Семь дней в июне - стр. 19
Женевьева нерешительно шагнула в кухню, на линолеумный пол, который тихо прошелестел под ее ногами. Наклонившись к спящему, она пощелкала пальцами перед его лицом. Безрезультатно.
«Хорошо, – подумала она. – В отключке он безвреден».
Затаив дыхание, она на цыпочках прокралась мимо мужчины к шкафчику над раковиной. Потянувшись за «Липтоном», опрокинула блинную муку. Коробка с глухим стуком ударилась о столешницу, выпустив облако белого порошка.
– Женевьева, – невнятно произнес он. Его голос звучал тоньше, чем следовало. И с хрипотцой от двух выкуренных пачек в день. – Как дела, Женевьева? Так тебя зовут, да?
– Так, – ответила она, поворачиваясь к нему. – Мы познакомились вчера.
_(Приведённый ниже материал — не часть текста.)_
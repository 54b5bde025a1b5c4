//! Structural check of a JSON payload against a derived shape.
//!
//! Pure logic, no I/O. Every problem is collected rather than stopping at
//! the first, so a form can highlight all offending fields at once.

use serde::{Deserialize, Serialize};
use serde_json::{Map, Value};

use super::catalog::{Catalog, Resolved};
use super::error::{child_path, ShapeError};
use super::field::{Field, FieldType, View};
use super::model::Shape;
use super::projection::resolve_view;

pub const KIND_MISSING: &str = "missing";
pub const KIND_UNKNOWN_FIELD: &str = "unknown_field";
pub const KIND_TYPE: &str = "type";
pub const KIND_NULL: &str = "null";
pub const KIND_ENUM: &str = "enum";
pub const KIND_FORMAT: &str = "format";
pub const KIND_DUPLICATE: &str = "duplicate";

/// A single field-level problem.
#[derive(Debug, Clone, PartialEq, Serialize, Deserialize)]
pub struct FieldViolation {
    pub field: String,
    pub kind: String,
    pub message: String,
    #[serde(skip_serializing_if = "Option::is_none")]
    pub value: Option<Value>,
}

/// Result of checking one payload.
#[derive(Debug, Clone, PartialEq, Serialize, Deserialize)]
pub struct ConformanceReport {
    pub is_valid: bool,
    pub violations: Vec<FieldViolation>,
}

impl ConformanceReport {
    pub fn violation(&self, field: &str) -> Option<&FieldViolation> {
        self.violations.iter().find(|v| v.field == field)
    }
}

/// Check `value` against `shape`, including its augmentation fields.
///
/// Fails only when the shape itself cannot be resolved; payload problems
/// are reported in the returned report.
pub fn check(
    value: &Value,
    shape: &Shape,
    catalog: &Catalog,
) -> Result<ConformanceReport, ShapeError> {
    let mut checker = Checker {
        catalog,
        entity: &shape.name,
        violations: Vec::new(),
    };
    checker.check_record("", value, &shape.wire_fields())?;
    Ok(ConformanceReport {
        is_valid: checker.violations.is_empty(),
        violations: checker.violations,
    })
}

struct Checker<'a> {
    catalog: &'a Catalog,
    entity: &'a str,
    violations: Vec<FieldViolation>,
}

impl Checker<'_> {
    fn push(&mut self, path: &str, kind: &str, message: String, value: Option<&Value>) {
        self.violations.push(FieldViolation {
            field: path.to_string(),
            kind: kind.to_string(),
            message,
            value: value.cloned(),
        });
    }

    fn check_record(
        &mut self,
        path: &str,
        value: &Value,
        fields: &[(String, Field)],
    ) -> Result<(), ShapeError> {
        let Some(map) = value.as_object() else {
            self.push(path, KIND_TYPE, "expected an object".to_string(), Some(value));
            return Ok(());
        };
        self.check_map(path, map, fields)
    }

    fn check_map(
        &mut self,
        path: &str,
        map: &Map<String, Value>,
        fields: &[(String, Field)],
    ) -> Result<(), ShapeError> {
        for (name, field) in fields {
            let field_path = child_path(path, name);
            match map.get(name) {
                Some(v) => self.check_value(&field_path, v, &field.ty)?,
                None if field.optional => {}
                None => self.push(
                    &field_path,
                    KIND_MISSING,
                    format!("`{name}` is required"),
                    None,
                ),
            }
        }
        for (key, v) in map {
            if !fields.iter().any(|(name, _)| name == key) {
                self.push(
                    &child_path(path, key),
                    KIND_UNKNOWN_FIELD,
                    format!("`{key}` is not part of this shape"),
                    Some(v),
                );
            }
        }
        Ok(())
    }

    fn check_value(&mut self, path: &str, v: &Value, ty: &FieldType) -> Result<(), ShapeError> {
        if let FieldType::Nullable(inner) = ty {
            if v.is_null() {
                return Ok(());
            }
            return self.check_value(path, v, inner);
        }
        if v.is_null() {
            self.push(path, KIND_NULL, "value may not be null".to_string(), None);
            return Ok(());
        }

        match ty {
            FieldType::String => self.expect(path, v, v.is_string(), "a string"),
            FieldType::Integer => self.expect(path, v, v.is_i64() || v.is_u64(), "an integer"),
            FieldType::Number => self.expect(path, v, v.is_number(), "a number"),
            FieldType::Boolean => self.expect(path, v, v.is_boolean(), "a boolean"),
            FieldType::Json => {}
            FieldType::Timestamp => match v.as_str() {
                Some(s) if chrono::DateTime::parse_from_rfc3339(s).is_ok() => {}
                Some(_) => self.push(
                    path,
                    KIND_FORMAT,
                    "expected an RFC 3339 timestamp".to_string(),
                    Some(v),
                ),
                None => self.expect(path, v, false, "a timestamp string"),
            },
            FieldType::Uuid => match v.as_str() {
                Some(s) if uuid::Uuid::parse_str(s).is_ok() => {}
                Some(_) => self.push(path, KIND_FORMAT, "expected a UUID".to_string(), Some(v)),
                None => self.expect(path, v, false, "a UUID string"),
            },
            FieldType::Enum(values) => match v.as_str() {
                Some(s) if values.iter().any(|allowed| allowed == s) => {}
                _ => self.push(
                    path,
                    KIND_ENUM,
                    format!("must be one of: {}", values.join(", ")),
                    Some(v),
                ),
            },
            FieldType::Array(inner) => self.check_elements(path, v, inner, false)?,
            FieldType::Set(inner) => self.check_elements(path, v, inner, true)?,
            FieldType::Object(fields) => {
                let fields: Vec<_> = fields.iter().map(|(k, f)| (k.clone(), f.clone())).collect();
                self.check_record(path, v, &fields)?;
            }
            FieldType::Entity { name, view } => {
                let shape = resolve_view(name, *view, self.catalog)?;
                self.check_record(path, v, &shape.wire_fields())?;
            }
            FieldType::Ref(name) => self.check_ref(path, v, name)?,
            FieldType::Nullable(inner) => self.check_value(path, v, inner)?,
        }
        Ok(())
    }

    fn check_ref(&mut self, path: &str, v: &Value, name: &str) -> Result<(), ShapeError> {
        let catalog = self.catalog;
        match catalog.resolve(name) {
            Some(Resolved::Entity(_)) => {
                let shape = resolve_view(name, View::Canonical, catalog)?;
                self.check_record(path, v, &shape.wire_fields())
            }
            Some(Resolved::Object(fields)) => {
                let fields: Vec<_> = fields.iter().map(|(k, f)| (k.clone(), f.clone())).collect();
                self.check_record(path, v, &fields)
            }
            None => Err(ShapeError::ProjectionAmbiguity {
                entity: self.entity.to_string(),
                path: path.to_string(),
                type_name: name.to_string(),
            }),
        }
    }

    fn check_elements(
        &mut self,
        path: &str,
        v: &Value,
        inner: &FieldType,
        unique: bool,
    ) -> Result<(), ShapeError> {
        let Some(items) = v.as_array() else {
            self.expect(path, v, false, "an array");
            return Ok(());
        };
        for (i, item) in items.iter().enumerate() {
            let item_path = format!("{path}[{i}]");
            self.check_value(&item_path, item, inner)?;
            if unique && items[..i].contains(item) {
                self.push(
                    &item_path,
                    KIND_DUPLICATE,
                    "set elements must be unique".to_string(),
                    Some(item),
                );
            }
        }
        Ok(())
    }

    fn expect(&mut self, path: &str, v: &Value, ok: bool, what: &str) {
        if !ok {
            self.push(path, KIND_TYPE, format!("expected {what}"), Some(v));
        }
    }
}

#[cfg(test)]
mod tests {
    use super::*;
    use crate::shape::{canonical, to_get, to_patch, to_post, to_put};
    use serde_json::json;

    fn catalog() -> Catalog {
        let mut catalog = Catalog::new();
        catalog
            .insert_entity(canonical(
                Shape::new("Inlay")
                    .field("label", FieldType::String)
                    .field("width", FieldType::Number),
            ))
            .unwrap();
        catalog
            .insert_entity(canonical(
                Shape::new("Project")
                    .field("name", FieldType::String)
                    .field("status", FieldType::enumeration(["draft", "submitted"]))
                    .field("due_on", FieldType::nullable(FieldType::Timestamp))
                    .field("tags", FieldType::set(FieldType::String))
                    .field("inlays", FieldType::array(FieldType::entity("Inlay"))),
            ))
            .unwrap();
        catalog
    }

    fn meta() -> Value {
        json!({
            "created_at": "2026-03-01T09:00:00Z",
            "updated_at": "2026-03-02T09:00:00Z",
            "version": 1
        })
    }

    fn inlay_get(id: i64) -> Value {
        let mut v = json!({
            "id": id,
            "uuid": "0c7c3f5e-9a3c-4f61-8d9b-8a1f6e2b1c01",
            "label": "Rose window",
            "width": 24.5
        });
        v.as_object_mut()
            .unwrap()
            .extend(meta().as_object().unwrap().clone());
        v
    }

    fn project_get() -> Value {
        let mut v = json!({
            "id": 1,
            "uuid": "5b0f7a7e-1d7e-4c36-b4ce-3f7b4f0d7a11",
            "name": "Lobby",
            "status": "draft",
            "due_on": null,
            "tags": ["lobby", "east"],
            "inlays": [inlay_get(10), inlay_get(11)]
        });
        v.as_object_mut()
            .unwrap()
            .extend(meta().as_object().unwrap().clone());
        v
    }

    #[test]
    fn valid_get_payload_passes() {
        let catalog = catalog();
        let get = to_get(catalog.entity("Project").unwrap(), &catalog).unwrap();
        let report = check(&project_get(), &get, &catalog).unwrap();
        assert!(report.is_valid, "{:?}", report.violations);
    }

    #[test]
    fn get_payload_missing_version_fails() {
        let catalog = catalog();
        let get = to_get(catalog.entity("Project").unwrap(), &catalog).unwrap();
        let mut payload = project_get();
        payload.as_object_mut().unwrap().remove("version");
        let report = check(&payload, &get, &catalog).unwrap();
        assert!(!report.is_valid);
        assert_eq!(report.violation("version").unwrap().kind, KIND_MISSING);
    }

    #[test]
    fn post_rejects_identity_fields() {
        let catalog = catalog();
        let post = to_post(catalog.entity("Project").unwrap(), &catalog).unwrap();
        let payload = json!({
            "id": 5,
            "name": "Lobby",
            "status": "draft",
            "due_on": null,
            "tags": [],
            "inlays": [{"label": "Rose", "width": 3}]
        });
        let report = check(&payload, &post, &catalog).unwrap();
        assert_eq!(report.violations.len(), 1);
        assert_eq!(report.violations[0].field, "id");
        assert_eq!(report.violations[0].kind, KIND_UNKNOWN_FIELD);
    }

    #[test]
    fn post_rejects_augmented_nested_entity() {
        let catalog = catalog();
        let post = to_post(catalog.entity("Project").unwrap(), &catalog).unwrap();
        let payload = json!({
            "name": "Lobby",
            "status": "draft",
            "due_on": null,
            "tags": [],
            "inlays": [inlay_get(3)]
        });
        let report = check(&payload, &post, &catalog).unwrap();
        assert!(report.violation("inlays[0].id").is_some());
        assert!(report.violation("inlays[0].version").is_some());
    }

    #[test]
    fn patch_accepts_omitted_fields_but_requires_identity() {
        let catalog = catalog();
        let patch = to_patch(catalog.entity("Project").unwrap(), &catalog).unwrap();
        let ok = json!({"id": 1, "uuid": "5b0f7a7e-1d7e-4c36-b4ce-3f7b4f0d7a11", "name": "Atrium"});
        assert!(check(&ok, &patch, &catalog).unwrap().is_valid);

        let missing = json!({"name": "Atrium"});
        let report = check(&missing, &patch, &catalog).unwrap();
        assert_eq!(report.violation("id").unwrap().kind, KIND_MISSING);
        assert_eq!(report.violation("uuid").unwrap().kind, KIND_MISSING);
    }

    #[test]
    fn put_requires_every_field() {
        let catalog = catalog();
        let put = to_put(catalog.entity("Project").unwrap(), &catalog).unwrap();
        let payload = json!({"id": 1, "uuid": "5b0f7a7e-1d7e-4c36-b4ce-3f7b4f0d7a11", "name": "Atrium"});
        let report = check(&payload, &put, &catalog).unwrap();
        assert!(report.violation("status").is_some());
        assert!(report.violation("created_at").is_none());
    }

    #[test]
    fn value_level_problems_are_reported() {
        let catalog = catalog();
        let get = to_get(catalog.entity("Project").unwrap(), &catalog).unwrap();
        let mut payload = project_get();
        let map = payload.as_object_mut().unwrap();
        map.insert("status".into(), json!("shipped"));
        map.insert("name".into(), Value::Null);
        map.insert("tags".into(), json!(["a", "a"]));
        map.insert("created_at".into(), json!("yesterday"));
        map.insert("uuid".into(), json!("not-a-uuid"));

        let report = check(&payload, &get, &catalog).unwrap();
        assert_eq!(report.violation("status").unwrap().kind, KIND_ENUM);
        assert_eq!(report.violation("name").unwrap().kind, KIND_NULL);
        assert_eq!(report.violation("tags[1]").unwrap().kind, KIND_DUPLICATE);
        assert_eq!(report.violation("created_at").unwrap().kind, KIND_FORMAT);
        assert_eq!(report.violation("uuid").unwrap().kind, KIND_FORMAT);
    }

    #[test]
    fn non_object_payload_is_a_type_violation() {
        let catalog = catalog();
        let get = to_get(catalog.entity("Inlay").unwrap(), &catalog).unwrap();
        let report = check(&json!([1, 2]), &get, &catalog).unwrap();
        assert_eq!(report.violations[0].kind, KIND_TYPE);
        assert_eq!(report.violations[0].field, "");
    }
}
Он улыбнулся, показав пожелтевшие зубы.
– Я помню.
– Еще бы, – пробормотала она и прислонилась спиной к столешнице, сложив руки на груди. Усмехаясь, он высвободился из куртки и бросил ее Женевьеве.
– Повесь куда-нибудь, детка. – Это прозвучало как «Повисикудадет».
Она посмотрела на куртку с крайним отвращением.
– У нас нет вешалок.
С лающим смехом он пожал плечами и бросил куртку на пол.
Потом откинулся на стуле и медленно вытянул одну за другой ноги. Усаживаясь, он не сводил глаз с Женевьевы, рассматривая ее от макушки пышного высокого хвоста до носков.
Женевьева была одета в безразмерную мужскую футболку Hanes и широкие пижамные штаны; он определенно не увидел бы ни единого изгиба ее тела. Впрочем, это не имело значения. Просто хотел запугать. Насладиться властью.
Можно было бы позвать маму, которая наверняка уже уснула. Однако Лизетт ничем бы не помогла. В последний раз, когда она рассказывала маме о стычке с одним из ее парней, тень… странная тень… скользнула по лицу Лизетт, а потом она просто отмахнулась.
– Ох, девочка моя, Бог его уже не простит, – сказала она, улыбаясь как кинозвезда. – Тебе нравится, когда тебя одевают и кормят?
Женевьева, оцепенев, кивнула со слезами на глазах.
– Ну что ж. Будь умницей. Веди себя хорошо, – предупредила она, все еще улыбаясь. – Кроме того, ты слишком умна, чтобы угодить кому-то в лапы.
«В отличие от меня», – эти слова Лизетт вслух не произнесла. Когда дело касалось мужчин, мама действительно не могла похвастаться большим умом. Каждый раз, когда ее бросал ухажер, она бывала растеряна и ошеломлена. А потом с новой надеждой бросалась к очередному придурку. Лизетт слишком доверилась надежде. Она была как ребенок перед автоматом с игрушками в детском игровом центре. Коготь никогда не захватывает игрушку, сколько ни целься, – все подстроено. Но малыш пытается из раза в раз, потому что надеется, что наконец-то получится.